# Keep this simple equation in mind: 5 speed manual= not a communist.



## TeenageAngst (Jul 8, 2013)

http://southjersey.craigslist.org/cto/3820476849.html

I love minitrucks, I love stuff people in Jersey say, and I love the fact that by having a stick shift I can quantifiably prove I'm not a communist.

Also post/talk about ridiculous craigslist ads. I WOULD put this in lynx pl0z but no one ever updates that forum.


----------



## Cocobanana (Jul 8, 2013)

And?


----------



## Falaffel (Jul 8, 2013)

What do you even do TA?


----------



## Llamapotamus (Jul 8, 2013)

This ad is best ad.


----------



## Inciatus (Jul 9, 2013)

I don't get it. 

TA when will you stop making such shitty threads.


----------



## Corto (Jul 9, 2013)

For some reason, the part that killed me was "It purrs like a kitten, literally."


----------



## Zerig (Jul 9, 2013)

Man, I should check craigslist some times.

I never knew cool shit like this was 20 minutes away.


----------



## Mayfurr (Jul 9, 2013)

TeenageAngst said:


> http://southjersey.craigslist.org/cto/3820476849.html
> 
> I love minitrucks, I love stuff people in Jersey say, and I love the fact that by having a stick shift I can quantifiably prove I'm not a communist.



On the other hand, I have it on good authority that Real Men do _not_ drive manuals (a.k.a "stick"), as "_...they're secure enough to let their gears be changed automatically._" 
Source: "Real Men Don't Eat Quiche" (Australian Edition)


----------



## Khaki (Jul 9, 2013)

Mayfurr said:


> On the other hand, I have it on good authority that Real Men do _not_ drive manuals (a.k.a "stick"), as "_...they're secure enough to let their gears be changed automatically._"
> Source: "Real Men Don't Eat Quiche" (Australian Edition)



What is all of this dribble?


----------



## TeenageAngst (Jul 9, 2013)

Anyone who doesn't get this ad is a communist.


----------



## Seekrit (Jul 9, 2013)

TeenageAngst said:


> Anyone who doesn't get this ad is a communist.
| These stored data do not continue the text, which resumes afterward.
//! Growable text buffer used to assemble generated source.

use std::fmt;

/// An owned, growable text buffer.
///
/// Appending never overwrites existing content and never borrows from the
/// appended input. The buffer is handed out by value so callers own the
/// result outright.
#[derive(Debug, Clone, Default, PartialEq, Eq)]
pub struct TextBuffer {
    text: String,
}

impl TextBuffer {
    /// Creates an empty buffer.
    pub fn new() -> Self {
        Self::default()
    }

    /// Creates an empty buffer with room for `capacity` bytes.
    pub fn with_capacity(capacity: usize) -> Self {
        Self {
            text: String::with_capacity(capacity),
        }
    }

    /// Appends `s`, growing the buffer as needed.
    pub fn append(&mut self, s: &str) -> &mut Self {
        self.text.push_str(s);
        self
    }

    /// Appends `s` followed by `new_line`.
    pub fn append_line(&mut self, s: &str, new_line: &str) -> &mut Self {
        self.append(s).append(new_line)
    }

    pub fn len(&self) -> usize {
        self.text.len()
    }

    pub fn is_empty(&self) -> bool {
        self.text.is_empty()
    }

    pub fn capacity(&self) -> usize {
        self.text.capacity()
    }

    pub fn as_str(&self) -> &str {
        &self.text
    }

    /// Consumes the buffer, returning the assembled text.
    pub fn into_string(self) -> String {
        self.text
    }
}

impl From<String> for TextBuffer {
    fn from(text: String) -> Self {
        Self { text }
    }
}

impl From<&str> for TextBuffer {
    fn from(text: &str) -> Self {
        Self {
            text: text.to_string(),
        }
    }
}

impl fmt::Write for TextBuffer {
    fn write_str(&mut self, s: &str) -> fmt::Result {
        self.append(s);
        Ok(())
    }
}

impl fmt::Display for TextBuffer {
    fn fmt(&self, f: &mut fmt::Formatter<'_>) -> fmt::Result {
        f.write_str(&self.text)
    }
}

#[cfg(test)]
mod tests {
    use super::*;

    #[test]
    fn test_append_preserves_prefix_and_suffix() {
        let long = "x".repeat(10_000);
        let cases = [
            ("", ""),
            ("<?php\n", "echo_hello;"),
            ("héllo ", "wörld ✓"),
            ("abc", long.as_str()),
        ];

        for (prefix, suffix) in cases {
            let mut buf = TextBuffer::from(prefix);
            let before = buf.len();
            buf.append(suffix);

            assert!(buf.as_str().starts_with(prefix));
            assert!(buf.as_str().ends_with(suffix));
            assert_eq!(buf.len(), before + suffix.len());
        }
    }

    #[test]
    fn test_append_grows_past_initial_capacity() {
        let mut buf = TextBuffer::with_capacity(2);
        buf.append("abcdef").append("ghij");

        assert_eq!(buf.as_str(), "abcdefghij");
        assert!(buf.capacity() >= buf.len());
    }

    #[test]
    fn test_append_line_and_write() {
        use std::fmt::Write;

        let mut buf = TextBuffer::new();
        buf.append_line("<?php", "\n");
        write!(buf, "#{}", "DEFINE").unwrap();

        assert_eq!(buf.into_string(), "<?php\n#DEFINE");
    }
}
I don't know what you mean, comrade.


----------



## Cain (Jul 9, 2013)

People put stuff like this in lynx pl0x because nobody else cares, and they won't get yelled at.


----------



## TeenageAngst (Jul 9, 2013)

I have a topic in the queue on Lynx from early July that wasn't posted yet.


----------



## Khaki (Jul 9, 2013)

My car is a 4 speed manual block of Toledo built Freedom.

Your argument is invalid.

P.S - Liberty Prime does not approve of your riceburner.


----------



## AlexInsane (Jul 10, 2013)

Any man who isn't lazy enough to let gears change themselves isn't a man at all.


----------